- AIM OF THE TASK -
Among the lines below, restate word for word only those from the line with "pub enum ConfigAction" through the line with "for tracing logs", with both end lines kept.

- SUPPLIED DATA -

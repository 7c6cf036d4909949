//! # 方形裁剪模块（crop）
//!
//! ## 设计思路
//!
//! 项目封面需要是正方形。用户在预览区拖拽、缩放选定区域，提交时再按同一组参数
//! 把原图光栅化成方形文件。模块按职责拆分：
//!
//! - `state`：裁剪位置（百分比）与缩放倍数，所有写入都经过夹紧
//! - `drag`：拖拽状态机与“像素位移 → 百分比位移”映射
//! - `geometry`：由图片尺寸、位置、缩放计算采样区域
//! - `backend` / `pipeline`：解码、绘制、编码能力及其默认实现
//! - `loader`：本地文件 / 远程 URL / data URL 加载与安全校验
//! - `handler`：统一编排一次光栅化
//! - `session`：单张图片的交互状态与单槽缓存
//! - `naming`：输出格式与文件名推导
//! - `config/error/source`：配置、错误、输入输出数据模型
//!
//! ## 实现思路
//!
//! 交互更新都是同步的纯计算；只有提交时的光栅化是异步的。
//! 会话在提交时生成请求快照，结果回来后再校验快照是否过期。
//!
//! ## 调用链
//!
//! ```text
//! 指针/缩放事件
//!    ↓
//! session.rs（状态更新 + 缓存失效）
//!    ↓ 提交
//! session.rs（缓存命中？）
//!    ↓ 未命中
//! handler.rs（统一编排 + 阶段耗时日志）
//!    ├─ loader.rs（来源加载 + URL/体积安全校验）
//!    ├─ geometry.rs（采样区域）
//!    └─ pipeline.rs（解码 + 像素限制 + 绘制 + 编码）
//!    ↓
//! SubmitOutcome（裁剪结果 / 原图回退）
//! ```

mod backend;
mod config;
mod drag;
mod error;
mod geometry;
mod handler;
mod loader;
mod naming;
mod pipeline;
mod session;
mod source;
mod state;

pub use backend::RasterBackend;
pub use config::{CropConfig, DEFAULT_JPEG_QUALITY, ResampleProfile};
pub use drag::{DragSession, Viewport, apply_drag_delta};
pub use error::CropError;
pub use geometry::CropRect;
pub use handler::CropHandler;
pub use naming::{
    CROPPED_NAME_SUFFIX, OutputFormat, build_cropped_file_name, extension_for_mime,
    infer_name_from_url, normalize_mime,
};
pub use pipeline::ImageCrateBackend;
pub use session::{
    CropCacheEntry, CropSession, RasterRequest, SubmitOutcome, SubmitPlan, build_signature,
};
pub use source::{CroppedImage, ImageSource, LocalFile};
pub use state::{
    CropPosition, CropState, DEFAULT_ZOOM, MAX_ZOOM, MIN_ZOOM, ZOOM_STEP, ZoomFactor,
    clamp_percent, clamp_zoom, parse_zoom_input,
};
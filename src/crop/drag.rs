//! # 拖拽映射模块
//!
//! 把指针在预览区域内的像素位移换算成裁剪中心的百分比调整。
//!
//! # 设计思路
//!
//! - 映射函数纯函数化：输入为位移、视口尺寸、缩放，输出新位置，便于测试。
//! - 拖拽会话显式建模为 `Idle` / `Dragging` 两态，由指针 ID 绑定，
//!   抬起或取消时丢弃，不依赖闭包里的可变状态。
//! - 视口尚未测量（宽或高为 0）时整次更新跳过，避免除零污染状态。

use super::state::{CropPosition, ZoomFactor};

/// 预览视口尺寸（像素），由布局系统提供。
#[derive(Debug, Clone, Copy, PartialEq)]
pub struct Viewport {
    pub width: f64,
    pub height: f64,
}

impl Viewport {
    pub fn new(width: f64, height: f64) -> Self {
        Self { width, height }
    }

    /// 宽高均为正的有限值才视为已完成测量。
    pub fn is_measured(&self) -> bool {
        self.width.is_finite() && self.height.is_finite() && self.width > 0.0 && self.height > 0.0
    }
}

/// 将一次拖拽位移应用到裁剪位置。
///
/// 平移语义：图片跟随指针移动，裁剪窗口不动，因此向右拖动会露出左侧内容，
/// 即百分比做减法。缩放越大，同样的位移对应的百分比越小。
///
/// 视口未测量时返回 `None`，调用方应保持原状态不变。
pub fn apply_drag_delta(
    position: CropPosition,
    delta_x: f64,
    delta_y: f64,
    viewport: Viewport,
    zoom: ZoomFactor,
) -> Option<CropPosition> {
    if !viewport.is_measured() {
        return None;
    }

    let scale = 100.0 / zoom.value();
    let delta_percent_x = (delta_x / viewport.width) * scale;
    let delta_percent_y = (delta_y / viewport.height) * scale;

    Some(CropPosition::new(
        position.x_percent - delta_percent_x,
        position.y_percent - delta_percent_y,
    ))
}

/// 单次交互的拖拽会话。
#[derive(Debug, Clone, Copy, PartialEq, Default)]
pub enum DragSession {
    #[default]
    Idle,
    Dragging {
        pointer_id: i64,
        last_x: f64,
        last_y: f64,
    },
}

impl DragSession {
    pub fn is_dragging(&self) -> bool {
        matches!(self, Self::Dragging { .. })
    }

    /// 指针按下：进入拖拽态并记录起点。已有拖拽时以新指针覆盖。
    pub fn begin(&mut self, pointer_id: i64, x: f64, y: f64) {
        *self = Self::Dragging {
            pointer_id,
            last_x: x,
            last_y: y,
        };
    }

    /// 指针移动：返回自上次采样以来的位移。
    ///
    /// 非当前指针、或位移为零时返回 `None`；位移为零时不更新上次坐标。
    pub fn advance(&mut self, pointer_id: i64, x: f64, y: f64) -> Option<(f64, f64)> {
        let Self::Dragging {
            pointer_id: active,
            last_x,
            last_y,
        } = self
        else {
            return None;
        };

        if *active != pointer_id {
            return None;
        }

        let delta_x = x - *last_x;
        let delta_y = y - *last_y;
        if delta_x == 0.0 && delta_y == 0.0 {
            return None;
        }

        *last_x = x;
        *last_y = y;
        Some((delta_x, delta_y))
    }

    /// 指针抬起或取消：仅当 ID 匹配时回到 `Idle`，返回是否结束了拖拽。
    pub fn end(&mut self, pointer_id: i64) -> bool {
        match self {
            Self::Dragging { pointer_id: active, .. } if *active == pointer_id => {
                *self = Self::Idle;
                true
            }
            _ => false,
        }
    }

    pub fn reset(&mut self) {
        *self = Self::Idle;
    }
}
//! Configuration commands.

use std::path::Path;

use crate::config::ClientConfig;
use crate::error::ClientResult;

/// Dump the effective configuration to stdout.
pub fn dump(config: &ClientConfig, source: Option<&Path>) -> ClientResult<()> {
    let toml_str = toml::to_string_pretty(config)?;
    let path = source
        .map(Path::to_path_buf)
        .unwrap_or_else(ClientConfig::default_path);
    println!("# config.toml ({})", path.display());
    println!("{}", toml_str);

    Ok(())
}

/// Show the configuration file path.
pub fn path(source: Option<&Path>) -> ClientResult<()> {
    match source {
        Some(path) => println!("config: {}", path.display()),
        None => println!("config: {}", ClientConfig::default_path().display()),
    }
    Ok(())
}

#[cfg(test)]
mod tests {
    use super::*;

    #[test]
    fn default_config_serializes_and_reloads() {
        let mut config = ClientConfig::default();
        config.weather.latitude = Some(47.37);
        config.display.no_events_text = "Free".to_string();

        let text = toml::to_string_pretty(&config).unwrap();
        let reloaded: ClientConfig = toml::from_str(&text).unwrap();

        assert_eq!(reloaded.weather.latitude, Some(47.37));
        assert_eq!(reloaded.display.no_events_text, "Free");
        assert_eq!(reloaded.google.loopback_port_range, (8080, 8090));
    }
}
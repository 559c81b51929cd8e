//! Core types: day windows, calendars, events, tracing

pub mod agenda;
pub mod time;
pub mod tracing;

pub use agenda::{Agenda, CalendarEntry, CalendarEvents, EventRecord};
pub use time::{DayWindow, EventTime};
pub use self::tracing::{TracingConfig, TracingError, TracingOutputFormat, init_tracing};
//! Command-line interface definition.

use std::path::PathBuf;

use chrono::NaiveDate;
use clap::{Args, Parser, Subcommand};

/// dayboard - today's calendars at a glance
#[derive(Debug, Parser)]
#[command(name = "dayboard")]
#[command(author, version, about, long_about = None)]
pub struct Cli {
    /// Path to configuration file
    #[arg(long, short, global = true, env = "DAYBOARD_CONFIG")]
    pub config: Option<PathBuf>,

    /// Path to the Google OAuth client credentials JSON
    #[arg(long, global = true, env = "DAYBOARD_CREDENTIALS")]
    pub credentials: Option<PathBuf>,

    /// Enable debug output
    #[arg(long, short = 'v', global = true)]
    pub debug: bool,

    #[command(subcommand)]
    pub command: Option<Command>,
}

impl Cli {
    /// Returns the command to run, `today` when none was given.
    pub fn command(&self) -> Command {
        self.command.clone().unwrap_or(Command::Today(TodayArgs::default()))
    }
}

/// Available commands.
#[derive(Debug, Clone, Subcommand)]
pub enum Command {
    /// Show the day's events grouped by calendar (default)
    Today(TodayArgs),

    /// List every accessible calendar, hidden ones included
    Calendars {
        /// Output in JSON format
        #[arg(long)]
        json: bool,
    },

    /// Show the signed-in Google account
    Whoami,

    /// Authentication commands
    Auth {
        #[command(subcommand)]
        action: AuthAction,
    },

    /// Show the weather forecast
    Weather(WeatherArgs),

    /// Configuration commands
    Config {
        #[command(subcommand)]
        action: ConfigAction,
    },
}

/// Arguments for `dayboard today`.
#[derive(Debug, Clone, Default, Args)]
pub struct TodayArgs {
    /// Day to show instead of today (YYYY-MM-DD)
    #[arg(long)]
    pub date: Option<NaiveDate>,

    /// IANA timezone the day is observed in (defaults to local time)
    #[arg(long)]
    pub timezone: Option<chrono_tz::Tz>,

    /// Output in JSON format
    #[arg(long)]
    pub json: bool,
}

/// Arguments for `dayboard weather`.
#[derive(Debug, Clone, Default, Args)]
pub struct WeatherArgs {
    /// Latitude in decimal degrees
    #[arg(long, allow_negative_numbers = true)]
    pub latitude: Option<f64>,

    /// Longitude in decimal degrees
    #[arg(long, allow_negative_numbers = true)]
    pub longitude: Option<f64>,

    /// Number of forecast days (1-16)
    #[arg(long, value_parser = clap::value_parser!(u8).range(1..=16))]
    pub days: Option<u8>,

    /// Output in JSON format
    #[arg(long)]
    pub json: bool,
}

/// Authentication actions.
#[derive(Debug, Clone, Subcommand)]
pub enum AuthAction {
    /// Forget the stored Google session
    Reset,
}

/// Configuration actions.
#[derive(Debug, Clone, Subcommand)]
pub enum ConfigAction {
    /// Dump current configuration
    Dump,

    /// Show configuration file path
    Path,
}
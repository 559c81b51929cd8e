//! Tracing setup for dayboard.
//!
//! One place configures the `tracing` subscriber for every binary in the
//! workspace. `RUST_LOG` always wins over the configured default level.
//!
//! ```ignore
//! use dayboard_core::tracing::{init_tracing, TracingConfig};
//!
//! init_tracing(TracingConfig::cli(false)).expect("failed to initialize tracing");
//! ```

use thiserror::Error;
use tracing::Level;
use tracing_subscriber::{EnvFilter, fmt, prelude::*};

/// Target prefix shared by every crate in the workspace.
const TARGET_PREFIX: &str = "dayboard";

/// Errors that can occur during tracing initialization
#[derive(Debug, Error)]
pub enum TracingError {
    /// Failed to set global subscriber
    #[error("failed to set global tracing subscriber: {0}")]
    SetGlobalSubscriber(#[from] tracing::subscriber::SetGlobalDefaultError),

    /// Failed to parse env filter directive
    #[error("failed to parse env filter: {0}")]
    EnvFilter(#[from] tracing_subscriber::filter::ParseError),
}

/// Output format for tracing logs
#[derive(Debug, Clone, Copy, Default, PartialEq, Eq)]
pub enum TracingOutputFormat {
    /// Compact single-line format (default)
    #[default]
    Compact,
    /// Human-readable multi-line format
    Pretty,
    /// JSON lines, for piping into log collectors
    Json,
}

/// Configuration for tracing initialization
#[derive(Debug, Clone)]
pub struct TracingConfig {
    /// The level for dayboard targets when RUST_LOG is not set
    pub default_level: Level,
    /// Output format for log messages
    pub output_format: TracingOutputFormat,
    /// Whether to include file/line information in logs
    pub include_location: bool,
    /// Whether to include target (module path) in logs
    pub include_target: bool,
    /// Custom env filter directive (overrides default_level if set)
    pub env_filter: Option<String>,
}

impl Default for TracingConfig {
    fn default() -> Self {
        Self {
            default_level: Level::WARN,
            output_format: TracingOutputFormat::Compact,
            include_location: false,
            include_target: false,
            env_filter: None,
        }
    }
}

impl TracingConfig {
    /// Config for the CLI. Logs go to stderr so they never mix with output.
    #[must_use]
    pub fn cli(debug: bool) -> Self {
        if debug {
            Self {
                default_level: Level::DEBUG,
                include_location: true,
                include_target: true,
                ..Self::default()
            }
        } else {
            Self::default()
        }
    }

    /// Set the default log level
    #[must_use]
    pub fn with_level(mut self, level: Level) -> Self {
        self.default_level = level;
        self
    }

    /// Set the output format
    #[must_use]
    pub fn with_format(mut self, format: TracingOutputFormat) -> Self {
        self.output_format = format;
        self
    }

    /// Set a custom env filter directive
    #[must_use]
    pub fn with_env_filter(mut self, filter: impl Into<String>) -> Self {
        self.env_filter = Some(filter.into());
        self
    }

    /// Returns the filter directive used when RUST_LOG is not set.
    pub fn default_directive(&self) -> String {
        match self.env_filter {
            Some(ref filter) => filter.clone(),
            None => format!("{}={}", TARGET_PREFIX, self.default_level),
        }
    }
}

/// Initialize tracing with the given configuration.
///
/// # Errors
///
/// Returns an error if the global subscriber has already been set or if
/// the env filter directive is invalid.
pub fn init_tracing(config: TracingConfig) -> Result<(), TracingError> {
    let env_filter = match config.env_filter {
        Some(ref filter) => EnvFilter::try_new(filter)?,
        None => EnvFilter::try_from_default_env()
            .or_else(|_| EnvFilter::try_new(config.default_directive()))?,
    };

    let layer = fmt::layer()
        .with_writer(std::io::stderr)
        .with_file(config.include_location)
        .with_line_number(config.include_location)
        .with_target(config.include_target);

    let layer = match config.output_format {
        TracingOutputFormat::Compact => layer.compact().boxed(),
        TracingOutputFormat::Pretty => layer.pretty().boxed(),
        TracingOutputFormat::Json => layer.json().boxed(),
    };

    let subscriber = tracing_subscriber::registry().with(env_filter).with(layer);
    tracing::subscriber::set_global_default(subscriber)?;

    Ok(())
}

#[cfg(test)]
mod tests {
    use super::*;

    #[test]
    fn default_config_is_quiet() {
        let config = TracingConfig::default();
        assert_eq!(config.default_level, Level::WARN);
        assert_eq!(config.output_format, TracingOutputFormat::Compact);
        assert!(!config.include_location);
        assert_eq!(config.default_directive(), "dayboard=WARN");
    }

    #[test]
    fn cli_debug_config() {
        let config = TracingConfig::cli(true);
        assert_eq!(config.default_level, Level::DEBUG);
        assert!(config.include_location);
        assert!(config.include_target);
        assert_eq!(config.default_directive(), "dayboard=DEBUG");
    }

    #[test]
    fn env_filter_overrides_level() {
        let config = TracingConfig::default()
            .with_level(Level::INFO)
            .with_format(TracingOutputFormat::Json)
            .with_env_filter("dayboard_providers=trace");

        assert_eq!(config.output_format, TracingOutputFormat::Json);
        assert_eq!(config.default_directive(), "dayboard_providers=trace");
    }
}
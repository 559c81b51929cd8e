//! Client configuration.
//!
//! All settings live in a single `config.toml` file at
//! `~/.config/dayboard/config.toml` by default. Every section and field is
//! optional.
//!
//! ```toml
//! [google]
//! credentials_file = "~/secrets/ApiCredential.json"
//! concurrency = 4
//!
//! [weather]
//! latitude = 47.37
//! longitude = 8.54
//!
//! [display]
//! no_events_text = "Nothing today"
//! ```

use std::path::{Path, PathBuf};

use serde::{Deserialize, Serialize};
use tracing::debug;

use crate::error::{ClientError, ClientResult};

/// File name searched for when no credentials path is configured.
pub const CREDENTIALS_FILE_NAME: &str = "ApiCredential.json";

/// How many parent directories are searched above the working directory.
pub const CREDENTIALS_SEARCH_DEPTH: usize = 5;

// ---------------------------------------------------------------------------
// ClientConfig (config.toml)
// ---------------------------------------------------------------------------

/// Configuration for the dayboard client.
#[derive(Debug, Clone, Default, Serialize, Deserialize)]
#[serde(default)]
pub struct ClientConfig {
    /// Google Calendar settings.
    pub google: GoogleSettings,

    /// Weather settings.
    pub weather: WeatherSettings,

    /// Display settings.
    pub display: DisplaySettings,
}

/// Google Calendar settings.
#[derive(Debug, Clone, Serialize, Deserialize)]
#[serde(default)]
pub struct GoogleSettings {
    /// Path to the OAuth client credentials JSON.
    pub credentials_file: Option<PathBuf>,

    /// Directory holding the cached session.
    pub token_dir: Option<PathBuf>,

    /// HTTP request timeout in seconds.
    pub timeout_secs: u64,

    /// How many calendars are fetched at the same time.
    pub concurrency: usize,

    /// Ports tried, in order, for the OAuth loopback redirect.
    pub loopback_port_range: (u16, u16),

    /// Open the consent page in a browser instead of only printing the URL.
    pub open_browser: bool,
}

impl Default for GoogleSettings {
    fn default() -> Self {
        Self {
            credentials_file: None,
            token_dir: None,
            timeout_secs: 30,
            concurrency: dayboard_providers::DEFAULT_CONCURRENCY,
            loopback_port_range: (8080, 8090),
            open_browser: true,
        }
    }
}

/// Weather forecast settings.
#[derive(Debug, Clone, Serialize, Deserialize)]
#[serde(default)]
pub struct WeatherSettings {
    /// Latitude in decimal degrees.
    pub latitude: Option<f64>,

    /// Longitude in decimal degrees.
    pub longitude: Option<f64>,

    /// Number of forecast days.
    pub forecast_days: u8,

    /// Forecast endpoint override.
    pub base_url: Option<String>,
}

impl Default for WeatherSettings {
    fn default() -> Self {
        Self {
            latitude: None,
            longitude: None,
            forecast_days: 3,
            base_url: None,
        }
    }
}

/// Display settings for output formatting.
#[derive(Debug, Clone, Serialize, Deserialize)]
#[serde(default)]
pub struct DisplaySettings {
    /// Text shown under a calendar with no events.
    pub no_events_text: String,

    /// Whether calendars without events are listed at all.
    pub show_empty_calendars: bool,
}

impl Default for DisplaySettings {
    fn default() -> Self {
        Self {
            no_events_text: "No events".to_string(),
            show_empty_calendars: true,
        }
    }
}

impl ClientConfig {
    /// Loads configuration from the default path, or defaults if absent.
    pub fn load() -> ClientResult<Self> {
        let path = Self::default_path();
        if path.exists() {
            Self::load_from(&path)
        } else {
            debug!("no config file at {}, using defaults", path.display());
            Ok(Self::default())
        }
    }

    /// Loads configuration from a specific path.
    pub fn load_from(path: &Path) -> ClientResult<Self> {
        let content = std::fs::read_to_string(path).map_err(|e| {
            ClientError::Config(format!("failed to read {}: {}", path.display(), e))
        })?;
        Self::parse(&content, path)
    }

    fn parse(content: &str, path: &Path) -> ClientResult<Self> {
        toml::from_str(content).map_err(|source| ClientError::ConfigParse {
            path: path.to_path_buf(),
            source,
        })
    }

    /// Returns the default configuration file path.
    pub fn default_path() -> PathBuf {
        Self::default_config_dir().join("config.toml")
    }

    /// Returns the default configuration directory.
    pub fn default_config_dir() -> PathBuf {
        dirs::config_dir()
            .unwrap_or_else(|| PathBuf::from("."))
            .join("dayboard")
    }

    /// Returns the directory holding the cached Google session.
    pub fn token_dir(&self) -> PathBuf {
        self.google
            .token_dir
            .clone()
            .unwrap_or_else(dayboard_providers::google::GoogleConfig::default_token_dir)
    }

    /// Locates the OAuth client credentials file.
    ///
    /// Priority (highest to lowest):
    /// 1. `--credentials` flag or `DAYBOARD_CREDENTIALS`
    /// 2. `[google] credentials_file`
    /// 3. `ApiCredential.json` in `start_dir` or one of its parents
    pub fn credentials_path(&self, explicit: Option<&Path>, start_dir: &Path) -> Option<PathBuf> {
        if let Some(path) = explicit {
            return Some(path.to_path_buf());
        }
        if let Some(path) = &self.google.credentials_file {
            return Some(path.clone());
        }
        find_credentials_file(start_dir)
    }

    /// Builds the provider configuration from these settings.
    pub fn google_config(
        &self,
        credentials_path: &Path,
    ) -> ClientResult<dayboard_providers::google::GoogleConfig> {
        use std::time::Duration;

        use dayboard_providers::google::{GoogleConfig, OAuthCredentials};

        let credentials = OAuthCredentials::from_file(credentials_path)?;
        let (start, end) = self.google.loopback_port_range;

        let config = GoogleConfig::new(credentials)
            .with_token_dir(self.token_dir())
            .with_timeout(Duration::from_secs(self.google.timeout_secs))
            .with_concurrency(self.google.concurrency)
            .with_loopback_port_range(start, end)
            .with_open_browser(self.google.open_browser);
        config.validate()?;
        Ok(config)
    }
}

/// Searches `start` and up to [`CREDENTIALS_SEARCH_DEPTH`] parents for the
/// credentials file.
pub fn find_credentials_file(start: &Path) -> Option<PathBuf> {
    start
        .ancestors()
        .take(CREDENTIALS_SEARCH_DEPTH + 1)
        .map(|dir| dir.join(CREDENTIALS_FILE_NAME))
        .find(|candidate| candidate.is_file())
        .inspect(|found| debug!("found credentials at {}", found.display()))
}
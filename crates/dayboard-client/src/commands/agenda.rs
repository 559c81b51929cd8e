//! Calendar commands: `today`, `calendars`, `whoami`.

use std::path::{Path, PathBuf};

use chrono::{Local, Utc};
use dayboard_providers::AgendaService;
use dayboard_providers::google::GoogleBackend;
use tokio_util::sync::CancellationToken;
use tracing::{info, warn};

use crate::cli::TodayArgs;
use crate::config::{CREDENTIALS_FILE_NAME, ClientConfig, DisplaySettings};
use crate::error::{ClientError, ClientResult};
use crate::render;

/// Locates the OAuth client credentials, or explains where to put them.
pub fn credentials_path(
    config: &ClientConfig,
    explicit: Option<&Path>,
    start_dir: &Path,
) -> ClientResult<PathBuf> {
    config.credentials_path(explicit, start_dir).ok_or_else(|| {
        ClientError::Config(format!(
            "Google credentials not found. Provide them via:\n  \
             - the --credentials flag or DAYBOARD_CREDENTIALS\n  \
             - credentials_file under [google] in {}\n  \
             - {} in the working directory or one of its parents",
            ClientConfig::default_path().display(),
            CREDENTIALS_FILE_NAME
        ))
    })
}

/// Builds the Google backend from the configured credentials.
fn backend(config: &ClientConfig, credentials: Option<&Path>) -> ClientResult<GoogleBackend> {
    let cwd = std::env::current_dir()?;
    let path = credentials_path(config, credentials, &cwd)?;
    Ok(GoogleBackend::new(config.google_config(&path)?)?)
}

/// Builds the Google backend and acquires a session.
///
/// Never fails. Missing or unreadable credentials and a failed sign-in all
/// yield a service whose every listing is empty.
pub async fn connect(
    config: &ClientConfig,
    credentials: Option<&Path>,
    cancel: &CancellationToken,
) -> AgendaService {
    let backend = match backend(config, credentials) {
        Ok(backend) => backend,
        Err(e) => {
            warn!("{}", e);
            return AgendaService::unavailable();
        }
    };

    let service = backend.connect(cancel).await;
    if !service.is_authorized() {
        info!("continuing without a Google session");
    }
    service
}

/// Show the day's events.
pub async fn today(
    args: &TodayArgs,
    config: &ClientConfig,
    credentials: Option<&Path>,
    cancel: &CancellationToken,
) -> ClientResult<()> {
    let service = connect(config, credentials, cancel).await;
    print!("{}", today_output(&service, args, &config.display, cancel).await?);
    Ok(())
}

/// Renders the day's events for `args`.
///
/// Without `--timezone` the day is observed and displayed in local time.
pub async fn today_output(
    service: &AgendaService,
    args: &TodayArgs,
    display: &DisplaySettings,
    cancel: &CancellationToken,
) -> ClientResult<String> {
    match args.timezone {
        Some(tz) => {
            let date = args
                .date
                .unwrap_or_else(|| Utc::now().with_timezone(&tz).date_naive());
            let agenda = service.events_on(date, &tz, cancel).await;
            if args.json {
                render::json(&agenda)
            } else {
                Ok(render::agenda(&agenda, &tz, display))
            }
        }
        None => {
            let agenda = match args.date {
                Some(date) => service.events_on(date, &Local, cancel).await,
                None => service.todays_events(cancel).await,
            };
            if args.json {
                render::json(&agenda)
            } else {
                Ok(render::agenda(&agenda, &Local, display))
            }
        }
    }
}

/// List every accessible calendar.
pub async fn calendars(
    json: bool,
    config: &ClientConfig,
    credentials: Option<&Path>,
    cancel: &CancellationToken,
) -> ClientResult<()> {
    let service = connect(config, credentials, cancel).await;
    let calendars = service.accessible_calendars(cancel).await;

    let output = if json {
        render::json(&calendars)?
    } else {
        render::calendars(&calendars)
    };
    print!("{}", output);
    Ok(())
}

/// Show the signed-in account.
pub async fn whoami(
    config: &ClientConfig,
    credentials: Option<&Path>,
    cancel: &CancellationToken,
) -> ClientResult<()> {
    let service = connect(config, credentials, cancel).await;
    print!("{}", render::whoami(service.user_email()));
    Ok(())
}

- COMPLETED TASK -
pub enum ConfigAction {
    /// Dump current configuration
    Dump,

    /// Show configuration file path
    Path,
}
repository 559c81b51929cd8e
//! Tracing setup for dayboard.
//!
//! One place configures the `tracing` subscriber for every binary in the
//! workspace. `RUST_LOG` always wins over the configured default level.
//!
//! ```ignore
//! use dayboard_core::tracing::{init_tracing, TracingConfig};
//!
//! init_tracing(TracingConfig::cli(false)).expect("failed to initialize tracing");
//! ```

use thiserror::Error;
use tracing::Level;
use tracing_subscriber::{EnvFilter, fmt, prelude::*};

/// Target prefix shared by every crate in the workspace.
const TARGET_PREFIX: &str = "dayboard";

/// Errors that can occur during tracing initialization
#[derive(Debug, Error)]
pub enum TracingError {
    /// Failed to set global subscriber
    #[error("failed to set global tracing subscriber: {0}")]
    SetGlobalSubscriber(#[from] tracing::subscriber::SetGlobalDefaultError),

    /// Failed to parse env filter directive
    #[error("failed to parse env filter: {0}")]
    EnvFilter(#[from] tracing_subscriber::filter::ParseError),
}

/// Output format for tracing logs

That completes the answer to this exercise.